> **TASK DESCRIPTION**: Print all records exactly, leaving nothing out.

> **Stored items**:

-- Opening Marker --

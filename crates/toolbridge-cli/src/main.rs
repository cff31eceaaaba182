//! toolbridge CLI: list and call the tools of MCP servers.

use anyhow::{Context, Result, bail};
use clap::{Args, Parser, Subcommand};
use std::io;
use std::path::PathBuf;
use std::sync::Arc;
use toolbridge_config::{CliOverrides, ToolbridgeConfig};
use toolbridge_mcp::{McpClient, McpConfig, McpError, McpManager, ToolResult};

#[derive(Parser)]
#[command(
    name = "toolbridge",
    version,
    about = "Connect to MCP tool servers and call their tools"
)]
struct Cli {
    /// Config file to read instead of ~/.toolbridge/config.toml
    #[arg(long, global = true)]
    config: Option<PathBuf>,

    /// Request deadline in milliseconds (overrides TOOLBRIDGE_TIMEOUT_MS)
    #[arg(long, global = true)]
    timeout_ms: Option<u64>,

    /// Protocol version to offer during the handshake
    #[arg(long, global = true)]
    protocol_version: Option<String>,

    /// Enable verbose/debug logging
    #[arg(long, global = true)]
    verbose: bool,

    #[command(subcommand)]
    action: Action,
}

#[derive(Subcommand)]
enum Action {
    /// List the tools each server provides
    Tools {
        #[command(flatten)]
        target: Target,
    },
    /// Call one tool and print its output
    Call {
        /// Tool name, either as the server knows it or as mcp__<server>__<tool>
        tool: String,

        /// Tool arguments as a JSON object
        #[arg(long = "args", value_name = "JSON")]
        arguments: Option<String>,

        #[command(flatten)]
        target: Target,
    },
}

/// Which servers to talk to.
#[derive(Args)]
struct Target {
    /// Only use this configured server
    #[arg(long, conflicts_with = "command")]
    server: Option<String>,

    /// Run this MCP server command instead of the configured servers
    #[arg(long)]
    command: Option<String>,

    /// Arguments for --command
    #[arg(last = true, value_name = "ARGS", requires = "command")]
    command_args: Vec<String>,
}

#[tokio::main]
async fn main() -> Result<()> {
    let cli = Cli::parse();

    // Set up logging
    let log_level = if cli.verbose { "debug" } else { "warn" };
    tracing_subscriber::fmt()
        .with_env_filter(
            tracing_subscriber::EnvFilter::try_from_default_env()
                .unwrap_or_else(|_| tracing_subscriber::EnvFilter::new(log_level)),
        )
        .with_writer(io::stderr)
        .init();

    let config = ToolbridgeConfig::load(CliOverrides {
        config_file: cli.config,
        request_timeout_ms: cli.timeout_ms,
        protocol_version: cli.protocol_version,
    })
    .context("Failed to load configuration")?;

    match cli.action {
        Action::Tools { target } => {
            let manager = start(&config, &target).await?;
            print_tools(&manager);
            manager.shutdown().await;
            Ok(())
        }
        Action::Call {
            tool,
            arguments,
            target,
        } => {
            let arguments = parse_arguments(arguments.as_deref())?;
            let manager = start(&config, &target).await?;
            let result = call(&manager, &tool, arguments).await;
            manager.shutdown().await;
            print_result(&result?);
            Ok(())
        }
    }
}

/// Connect to the servers `target` selects. Fails if none came up.
async fn start(config: &ToolbridgeConfig, target: &Target) -> Result<McpManager> {
    let mcp: McpConfig = match &target.command {
        Some(command) => config.ad_hoc(command, target.command_args.clone())?,
        None => config.select_servers(target.server.as_deref())?,
    };
    if mcp.servers.is_empty() {
        let file = config
            .config_file
            .clone()
            .unwrap_or_else(|| config.config_dir.join(toolbridge_config::CONFIG_FILE_NAME));
        bail!(
            "No MCP servers configured. Add a [servers.<name>] section to {} or pass --command",
            file.display()
        );
    }

    let manager = McpManager::start(&mcp).await;
    if manager.client_count() == 0 {
        bail!(
            "None of the {} configured MCP server(s) could be started",
            mcp.servers.len()
        );
    }
    Ok(manager)
}

fn parse_arguments(raw: Option<&str>) -> Result<serde_json::Value> {
    let Some(raw) = raw else {
        return Ok(serde_json::json!({}));
    };
    let value: serde_json::Value =
        serde_json::from_str(raw).context("--args is not valid JSON")?;
    if !value.is_object() {
        bail!("--args must be a JSON object");
    }
    Ok(value)
}

/// Find the one server that provides `tool`.
fn resolve<'a>(
    manager: &'a McpManager,
    tool: &'a str,
) -> Result<(&'a Arc<McpClient>, &'a str)> {
    if let Some(rest) = tool.strip_prefix("mcp__") {
        if let Some((server, name)) = rest.split_once("__") {
            if let Some(client) = manager.client(server) {
                return Ok((client, name));
            }
        }
    }

    let providers: Vec<&Arc<McpClient>> = manager
        .clients()
        .iter()
        .filter(|c| c.tool_set().get(tool).is_some())
        .collect();
    match providers.as_slice() {
        [client] => Ok((*client, tool)),
        [] => bail!("No connected server provides a tool named '{tool}'"),
        many => {
            let names: Vec<&str> = many.iter().map(|c| c.server_name()).collect();
            bail!(
                "Tool '{tool}' is provided by several servers ({}); pick one with --server",
                names.join(", ")
            )
        }
    }
}

async fn call(
    manager: &McpManager,
    tool: &str,
    arguments: serde_json::Value,
) -> Result<ToolResult> {
    let (client, name) = resolve(manager, tool)?;
    match client.call_tool(name, arguments).await {
        Ok(result) => Ok(result),
        Err(McpError::RemoteInvocation { message, .. }) => {
            bail!("Tool '{name}' on server '{}' failed: {message}", client.server_name())
        }
        Err(e) => Err(e.into()),
    }
}

fn print_tools(manager: &McpManager) {
    for client in manager.clients() {
        let set = client.tool_set();
        match client.server_details() {
            Some(details) => println!(
                "{} ({} {}, protocol {}): {} tools",
                client.server_name(),
                details.server_info.name,
                details.server_info.version,
                details.protocol_version,
                set.len()
            ),
            None => println!("{}: {} tools", client.server_name(), set.len()),
        }
        for tool in set.iter() {
            let marker = if tool.is_read_only() { " [read-only]" } else { "" };
            println!("  {}{}", tool.name, marker);
            if !tool.description.is_empty() {
                println!("      {}", tool.description.lines().next().unwrap_or_default());
            }
        }
    }
}

fn print_result(result: &ToolResult) {
    let text = result.text();
    if !text.is_empty() {
        println!("{text}");
    }
    if let Some(structured) = &result.structured {
        match serde_json::to_string_pretty(structured) {
            Ok(json) => println!("{json}"),
            Err(e) => tracing::warn!("Failed to render structured content: {}", e),
        }
    }
}

#[cfg(test)]
mod tests {
    use super::*;
    use clap::CommandFactory;

    #[test]
    fn cli_definition_is_consistent() {
        Cli::command().debug_assert();
    }

    #[test]
    fn parses_call_with_ad_hoc_server() {
        let cli = Cli::try_parse_from([
            "toolbridge",
            "--verbose",
            "call",
            "echo",
            "--args",
            r#"{"message":"hi"}"#,
            "--command",
            "npx",
            "--",
            "-y",
            "@modelcontextprotocol/server-everything",
        ])
        .unwrap();
        assert!(cli.verbose);
        match cli.action {
            Action::Call {
                tool,
                arguments,
                target,
            } => {
                assert_eq!(tool, "echo");
                assert_eq!(arguments.as_deref(), Some(r#"{"message":"hi"}"#));
                assert_eq!(target.command.as_deref(), Some("npx"));
                assert_eq!(
                    target.command_args,
                    vec!["-y", "@modelcontextprotocol/server-everything"]
                );
            }
            Action::Tools { .. } => panic!("Expected call"),
        }
    }

    #[test]
    fn server_and_command_conflict() {
        let result = Cli::try_parse_from([
            "toolbridge", "tools", "--server", "a", "--command", "b",
        ]);
        assert!(result.is_err());
    }

    #[test]
    fn arguments_must_be_an_object() {
        assert_eq!(parse_arguments(None).unwrap(), serde_json::json!({}));
        assert_eq!(
            parse_arguments(Some(r#"{"a":1}"#)).unwrap()["a"],
            1
        );
        assert!(parse_arguments(Some("[1,2]")).is_err());
        assert!(parse_arguments(Some("{nope")).is_err());
    }
}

-- Closing Marker --

> **EXPECTED OUTPUT**:
filename crates/toolbridge-cli/src/main.rs
repository cff31eceaaaba182
//! toolbridge CLI: list and call the tools of MCP servers.

use anyhow::{Context, Result, bail};
use clap::{Args, Parser, Subcommand};
use std::io;
use std::path::PathBuf;
use std::sync::Arc;
use toolbridge_config::{CliOverrides, ToolbridgeConfig};
use toolbridge_mcp::{McpClient, McpConfig, McpError, McpManager, ToolResult};

#[derive(Parser)]
#[command(
    name = "toolbridge",
    version,
    about = "Connect to MCP tool servers and call their tools"
)]
struct Cli {
    /// Config file to read instead of ~/.toolbridge/config.toml
    #[arg(long, global = true)]
    config: Option<PathBuf>,

    /// Request deadline in milliseconds (overrides TOOLBRIDGE_TIMEOUT_MS)
    #[arg(long, global = true)]
    timeout_ms: Option<u64>,

    /// Protocol version to offer during the handshake
    #[arg(long, global = true)]
    protocol_version: Option<String>,

    /// Enable verbose/debug logging
    #[arg(long, global = true)]
    verbose: bool,

    #[command(subcommand)]
    action: Action,
}

#[derive(Subcommand)]
enum Action {
    /// List the tools each server provides
    Tools {
        #[command(flatten)]
        target: Target,
    },
    /// Call one tool and print its output
    Call {
        /// Tool name, either as the server knows it or as mcp__<server>__<tool>
        tool: String,

        /// Tool arguments as a JSON object
        #[arg(long = "args", value_name = "JSON")]
        arguments: Option<String>,

        #[command(flatten)]
        target: Target,
    },
}

/// Which servers to talk to.
#[derive(Args)]
struct Target {
    /// Only use this configured server
    #[arg(long, conflicts_with = "command")]
    server: Option<String>,

    /// Run this MCP server command instead of the configured servers
    #[arg(long)]
    command: Option<String>,

    /// Arguments for --command
    #[arg(last = true, value_name = "ARGS", requires = "command")]
    command_args: Vec<String>,
}

#[tokio::main]
async fn main() -> Result<()> {
    let cli = Cli::parse();

    // Set up logging
    let log_level = if cli.verbose { "debug" } else { "warn" };
    tracing_subscriber::fmt()
        .with_env_filter(
            tracing_subscriber::EnvFilter::try_from_default_env()
                .unwrap_or_else(|_| tracing_subscriber::EnvFilter::new(log_level)),
        )
        .with_writer(io::stderr)
        .init();

    let config = ToolbridgeConfig::load(CliOverrides {
        config_file: cli.config,
        request_timeout_ms: cli.timeout_ms,
        protocol_version: cli.protocol_version,
    })
    .context("Failed to load configuration")?;

    match cli.action {
        Action::Tools { target } => {
            let manager = start(&config, &target).await?;
            print_tools(&manager);
            manager.shutdown().await;
            Ok(())
        }
        Action::Call {
            tool,
            arguments,
            target,
        } => {
            let arguments = parse_arguments(arguments.as_deref())?;
            let manager = start(&config, &target).await?;
            let result = call(&manager, &tool, arguments).await;
            manager.shutdown().await;
            print_result(&result?);
            Ok(())
        }
    }
}

/// Connect to the servers `target` selects. Fails if none came up.
async fn start(config: &ToolbridgeConfig, target: &Target) -> Result<McpManager> {
    let mcp: McpConfig = match &target.command {
        Some(command) => config.ad_hoc(command, target.command_args.clone())?,
        None => config.select_servers(target.server.as_deref())?,
    };
    if mcp.servers.is_empty() {
        let file = config
            .config_file
            .clone()
            .unwrap_or_else(|| config.config_dir.join(toolbridge_config::CONFIG_FILE_NAME));
        bail!(
            "No MCP servers configured. Add a [servers.<name>] section to {} or pass --command",
            file.display()
        );
    }

    let manager = McpManager::start(&mcp).await;
    if manager.client_count() == 0 {
        bail!(
            "None of the {} configured MCP server(s) could be started",
            mcp.servers.len()
        );
    }
    Ok(manager)
}

fn parse_arguments(raw: Option<&str>) -> Result<serde_json::Value> {
    let Some(raw) = raw else {
        return Ok(serde_json::json!({}));
    };
    let value: serde_json::Value =
        serde_json::from_str(raw).context("--args is not valid JSON")?;
    if !value.is_object() {
        bail!("--args must be a JSON object");
    }
    Ok(value)
}

/// Find the one server that provides `tool`.
fn resolve<'a>(
    manager: &'a McpManager,
    tool: &'a str,
) -> Result<(&'a Arc<McpClient>, &'a str)> {
    if let Some(rest) = tool.strip_prefix("mcp__") {
        if let Some((server, name)) = rest.split_once("__") {
            if let Some(client) = manager.client(server) {
                return Ok((client, name));
            }
        }
    }

    let providers: Vec<&Arc<McpClient>> = manager
        .clients()
        .iter()
        .filter(|c| c.tool_set().get(tool).is_some())
        .collect();
    match providers.as_slice() {
        [client] => Ok((*client, tool)),
        [] => bail!("No connected server provides a tool named '{tool}'"),
        many => {
            let names: Vec<&str> = many.iter().map(|c| c.server_name()).collect();
            bail!(
                "Tool '{tool}' is provided by several servers ({}); pick one with --server",
                names.join(", ")
            )
        }
    }
}

async fn call(
    manager: &McpManager,
    tool: &str,
    arguments: serde_json::Value,
) -> Result<ToolResult> {
    let (client, name) = resolve(manager, tool)?;
    match client.call_tool(name, arguments).await {
        Ok(result) => Ok(result),
        Err(McpError::RemoteInvocation { message, .. }) => {
            bail!("Tool '{name}' on server '{}' failed: {message}", client.server_name())
        }
        Err(e) => Err(e.into()),
    }
}

fn print_tools(manager: &McpManager) {
    for client in manager.clients() {
        let set = client.tool_set();
        match client.server_details() {
            Some(details) => println!(
                "{} ({} {}, protocol {}): {} tools",
                client.server_name(),
                details.server_info.name,
                details.server_info.version,
                details.protocol_version,
                set.len()
            ),
            None => println!("{}: {} tools", client.server_name(), set.len()),
        }
        for tool in set.iter() {
            let marker = if tool.is_read_only() { " [read-only]" } else { "" };
            println!("  {}{}", tool.name, marker);
            if !tool.description.is_empty() {
                println!("      {}", tool.description.lines().next().unwrap_or_default());
            }
        }
    }
}

fn print_result(result: &ToolResult) {
    let text = result.text();
    if !text.is_empty() {
        println!("{text}");
    }
    if let Some(structured) = &result.structured {
        match serde_json::to_string_pretty(structured) {
            Ok(json) => println!("{json}"),
            Err(e) => tracing::warn!("Failed to render structured content: {}", e),
        }
    }
}

#[cfg(test)]
mod tests {
    use super::*;
    use clap::CommandFactory;

    #[test]
    fn cli_definition_is_consistent() {
        Cli::command().debug_assert();
    }

    #[test]
    fn parses_call_with_ad_hoc_server() {
        let cli = Cli::try_parse_from([
            "toolbridge",
            "--verbose",
            "call",
            "echo",
            "--args",
            r#"{"message":"hi"}"#,
            "--command",
            "npx",
            "--",
            "-y",
            "@modelcontextprotocol/server-everything",
        ])
        .unwrap();
        assert!(cli.verbose);
        match cli.action {
            Action::Call {
                tool,
                arguments,
                target,
            } => {
                assert_eq!(tool, "echo");
                assert_eq!(arguments.as_deref(), Some(r#"{"message":"hi"}"#));
                assert_eq!(target.command.as_deref(), Some("npx"));
                assert_eq!(
                    target.command_args,
                    vec!["-y", "@modelcontextprotocol/server-everything"]
                );
            }
            Action::Tools { .. } => panic!("Expected call"),
        }
    }

    #[test]
    fn server_and_command_conflict() {
        let result = Cli::try_parse_from([
            "toolbridge", "tools", "--server", "a", "--command", "b",
        ]);
        assert!(result.is_err());
    }

    #[test]
    fn arguments_must_be_an_object() {
        assert_eq!(parse_arguments(None).unwrap(), serde_json::json!({}));
        assert_eq!(
            parse_arguments(Some(r#"{"a":1}"#)).unwrap()["a"],
            1
        );
        assert!(parse_arguments(Some("[1,2]")).is_err());
        assert!(parse_arguments(Some("{nope")).is_err());
    }
}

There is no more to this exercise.